The service is the idea of former business consultant Rob Pendleton, who left London to return home to Cornwall and set up a company that helps people get the best out of their travels in the UK and abroad. It was an idea spawned by the Adventure Temples website, which he started in 2009 as a social community to share travel tips.
Rob's Adventure Butler Menu in Cornwall (he has other regions of the country in his sights) features 90 eclectic activities and experiences - you can suggest others - to make a holiday more memorable. As well as providing great ideas for holidaymakers, the business model involves many small operations, such as Stacy's, that might normally be invisible to visitors to the area.
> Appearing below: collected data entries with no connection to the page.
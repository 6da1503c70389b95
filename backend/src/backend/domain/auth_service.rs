//! # Auth Service
//!
//! Front door for sign-in, registration, sign-out and password reset. The
//! actual credential check is delegated to an [`AuthProvider`]; this service
//! adds input validation, login rate limiting, a hard timeout on every
//! provider call, and maps provider error codes to messages a user can act
//! on. A successful sign-in is mirrored into the local session record.

use log::{info, warn};
use shared::{AuthResponse, LoginRequest, PasswordResetRequest, RegisterRequest, SessionInfo};
use std::future::Future;
use std::sync::Arc;
use std::time::Duration;

use crate::backend::domain::security::LoginRateLimiter;
use crate::backend::domain::session::SessionManager;
use crate::backend::domain::validation::{validate_field, validate_password, FieldOptions, FieldType};
use crate::backend::io::clients::firebase_auth::{AuthError, AuthProvider, AuthUser};
use crate::backend::storage::firestore::FirestoreStore;

pub const GENERIC_AUTH_ERROR: &str = "Something went wrong. Please try again.";

/// User-facing text for a provider error code
pub fn message_for_code(code: &str) -> &'static str {
    match code {
        "EMAIL_NOT_FOUND" => "No account found with this email address.",
        "INVALID_PASSWORD" => "Incorrect password. Please try again.",
        "INVALID_LOGIN_CREDENTIALS" => "Invalid email or password.",
        "USER_DISABLED" => "This account has been disabled. Contact an administrator.",
        "EMAIL_EXISTS" => "An account with this email address already exists.",
        "WEAK_PASSWORD" => {
            "Password is too weak. Use at least 8 characters with upper and lower case letters, a digit and a symbol."
        }
        "INVALID_EMAIL" => "Please enter a valid email address.",
        "TOO_MANY_ATTEMPTS_TRY_LATER" => "Too many attempts. Please try again later.",
        "TIMEOUT" => "The request timed out. Please check your connection and try again.",
        "RATE_LIMITED" => "Too many failed sign-in attempts. Please wait before trying again.",
        _ => GENERIC_AUTH_ERROR,
    }
}

/// Codes that count against the login rate limit
fn is_credential_failure(code: &str) -> bool {
    matches!(code, "EMAIL_NOT_FOUND" | "INVALID_PASSWORD" | "INVALID_LOGIN_CREDENTIALS")
}

fn failure(message: impl Into<String>) -> AuthResponse {
    AuthResponse { success: false, message: message.into(), session: None }
}

#[derive(Clone)]
pub struct AuthService {
    provider: Arc<dyn AuthProvider>,
    limiter: LoginRateLimiter,
    sessions: SessionManager,
    timeout: Duration,
    firestore: Option<FirestoreStore>,
}

impl AuthService {
    pub fn new(
        provider: Arc<dyn AuthProvider>,
        limiter: LoginRateLimiter,
        sessions: SessionManager,
        timeout: Duration,
    ) -> Self {
        Self { provider, limiter, sessions, timeout, firestore: None }
    }

    /// Forward ID tokens to the Firestore store so its requests are authenticated
    pub fn with_firestore(mut self, store: FirestoreStore) -> Self {
        self.firestore = Some(store);
        self
    }

    pub fn current_session(&self) -> Option<SessionInfo> {
        self.sessions.current()
    }

    async fn with_timeout<T, F>(&self, call: F) -> Result<T, AuthError>
    where
        F: Future<Output = Result<T, AuthError>>,
    {
        match tokio::time::timeout(self.timeout, call).await {
            Ok(result) => result,
            Err(_) => {
                warn!("⏱️ {} auth call timed out after {:?}", self.provider.provider_name(), self.timeout);
                Err(AuthError::code("TIMEOUT"))
            }
        }
    }

    fn check_email(email: &str) -> Result<String, AuthResponse> {
        let result = validate_field(email, FieldType::Email, &FieldOptions::required());
        if result.is_valid {
            Ok(result.value.to_lowercase())
        } else {
            Err(failure(result.errors.join(" ")))
        }
    }

    fn establish(&self, user: AuthUser, message: &str) -> AuthResponse {
        if let Some(store) = &self.firestore {
            store.set_id_token(user.id_token.clone());
        }
        match self.sessions.start(&user.email, &user.uid, &user.role) {
            Ok(session) => AuthResponse { success: true, message: message.to_string(), session: Some(session) },
            Err(e) => {
                warn!("Signed in {} but could not store the session: {}", user.email, e);
                failure(GENERIC_AUTH_ERROR)
            }
        }
    }

    pub async fn login(&self, request: LoginRequest) -> AuthResponse {
        let email = match Self::check_email(&request.email) {
            Ok(email) => email,
            Err(response) => return response,
        };
        if request.password.is_empty() {
            return failure("Password is required");
        }

        if let Some(remaining) = self.limiter.lockout_remaining(&email) {
            let minutes = remaining.as_secs().div_ceil(60).max(1);
            warn!("🔒 Rejected login for locked account {}", email);
            return failure(format!(
                "{} Try again in {} minute{}.",
                message_for_code("RATE_LIMITED"),
                minutes,
                if minutes == 1 { "" } else { "s" }
            ));
        }

        info!("🔑 Login attempt for {}", email);
        match self.with_timeout(self.provider.sign_in(&email, &request.password)).await {
            Ok(user) => {
                self.limiter.record_success(&email);
                self.establish(user, "Signed in successfully")
            }
            Err(e) => {
                warn!("Login failed for {}: {}", email, e);
                if is_credential_failure(&e.code) && self.limiter.record_failure(&email) {
                    return failure(message_for_code("RATE_LIMITED"));
                }
                failure(message_for_code(&e.code))
            }
        }
    }

    pub async fn register(&self, request: RegisterRequest) -> AuthResponse {
        let email = match Self::check_email(&request.email) {
            Ok(email) => email,
            Err(response) => return response,
        };
        let strength = validate_password(&request.password);
        if !strength.is_valid {
            return failure(strength.errors.join(". "));
        }

        info!("📝 Registering {}", email);
        let display_name = request.display_name.as_deref();
        match self
            .with_timeout(self.provider.sign_up(&email, &request.password, display_name))
            .await
        {
            Ok(user) => self.establish(user, "Account created successfully"),
            Err(e) => {
                warn!("Registration failed for {}: {}", email, e);
                failure(message_for_code(&e.code))
            }
        }
    }

    pub async fn logout(&self) -> AuthResponse {
        if let Err(e) = self.with_timeout(self.provider.sign_out()).await {
            warn!("Provider sign-out failed: {}", e);
        }
        if let Some(store) = &self.firestore {
            store.set_id_token(None);
        }
        self.sessions.clear();
        info!("👋 Signed out");
        AuthResponse { success: true, message: "Signed out".to_string(), session: None }
    }

    pub async fn reset_password(&self, request: PasswordResetRequest) -> AuthResponse {
        let email = match Self::check_email(&request.email) {
            Ok(email) => email,
            Err(response) => return response,
        };

        match self.with_timeout(self.provider.send_password_reset(&email)).await {
            Ok(()) => AuthResponse {
                success: true,
                message: "Password reset instructions have been sent".to_string(),
                session: None,
            },
            Err(e) => {
                warn!("Password reset failed for {}: {}", email, e);
                failure(message_for_code(&e.code))
            }
        }
    }
}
Site dance is the most unusual of the experiences that Rob has crammed into the atypically frenetic itinerary he's created for me.
During my time in Cornwall, I enjoy the indulgent pleasure of riding a horse across the sands at Treyarnon with Lindsay Chandler from the stables at Trethias Farm. And I add to my dinner-party repertoire with a convivial cooking and dining workshop, courtesy of Nadia's Kitchen.
It is hosted in The Millhouse at Whitehay (with working wheel), a charming cottage that Rob is keen to show me as an example of the top-quality self-catering properties he can arrange through a hook-up with the holiday rental company Unique Home Stays.
Nadia (Pendleton, Rob's wife) has an impressive CV. She has worked with Gordon Ramsay; she has run a community kitchen in London's East End, and is the author of a cookbook ranging across the world's cuisines and entitled Melting Pot.
She puts me straight. "It's all about balancing the five flavours - sweet, sour, bitter, salty and umami,'' she says. (I will never look back.)
Together we cook up a three-course storm of largely local produce: scallops with a salad of asparagus, samphire and bacon, topped with a lemon and tarragon hollandaise sauce; lamb chops with salsa verde, roast new potatoes and buttery carrots; and a rhubarb tarte tatin.
Along the way, I pick up some useful tips - leave bacon alone to stop it leaching too much liquid, or pep up that drooping asparagus by putting it in water, like cut flowers.
Rob is considering pairing Nadia's talents with those of Marcus Harrison of the Wild Food School, Britain's only full-time food forager, who takes me along a back lane in Lostwithiel for a tutorial in how to harvest a hedgerow.
The stench of wild garlic is ripe enough to allow our noses to guide us to it, though our eyes prove necessary for identifying the rather less pungent three-cornered leek.
We pluck refreshing naval wort. ("Not too much,'' advises Marcus as I go for a second leaf. "It's a diuretic.'') And I learn about the dangers of the deceptively pretty yet bitter buttercup. Back at Marcus's house, he whips up the garlic with some soft cheese to create a moreish spread, and the tang of the three-cornered leek adds dimension to a slice of quiche.
All this activity is tiring. So I'm thankful that one of my experiences is my home for the night, Woodlands Country House at Treator near Padstow, a former naval hospital, now a friendly B&B run by Pippa and Hugo Woolley.
Here I enjoy comfortable lodgings and a first-class breakfast. But then Hugo is a chef. What's more, he's the author of B&B The Book of Breakfast and Brunch, so marmalade bars, Scotch woodcock and homemade lemon curd are among the cut-above fare only to be expected here.
More flavours are in store at a group tasting held at the Lindo family's award-winning Camel Valley Vineyard, followed by a superb dinner featuring potted local crab and Cornish megrim sole, accompanied by Camel Valley vintages, at Trehallas House, an 18th-century inn run by Alistair and Debra Hunter, just down the road from the winery. Rob has conveniently scooped these up as a double experience dubbed Taste of Cornwall.
Back on that beach, I mix up the site dance with some photography tuition from Chris Hewitt, a professional photographer who has tempered his globetrotting ways with the opening of the Picture and Coffee Gallery in nearby Wadebridge.
He's having a bit of a job trying to get me to remember how camera apertures work. "A large aperture would be used in low-light situations,'' he corrects me for the umpteenth time. Yet I still succeed in snapping some of the best photographs I've ever taken.
The views help. Up on the cliff we apply "the rule of thirds'' to compose a photograph across the bay; a stone wall sprouting sea campion provides a foreground with both colour and texture; the mighty rock stacks on Bedruthan's floor hold the centre, and the vast ocean beyond ripples away a final layer.
It's a beautiful view and, like the other experiences, it will remain a special memory.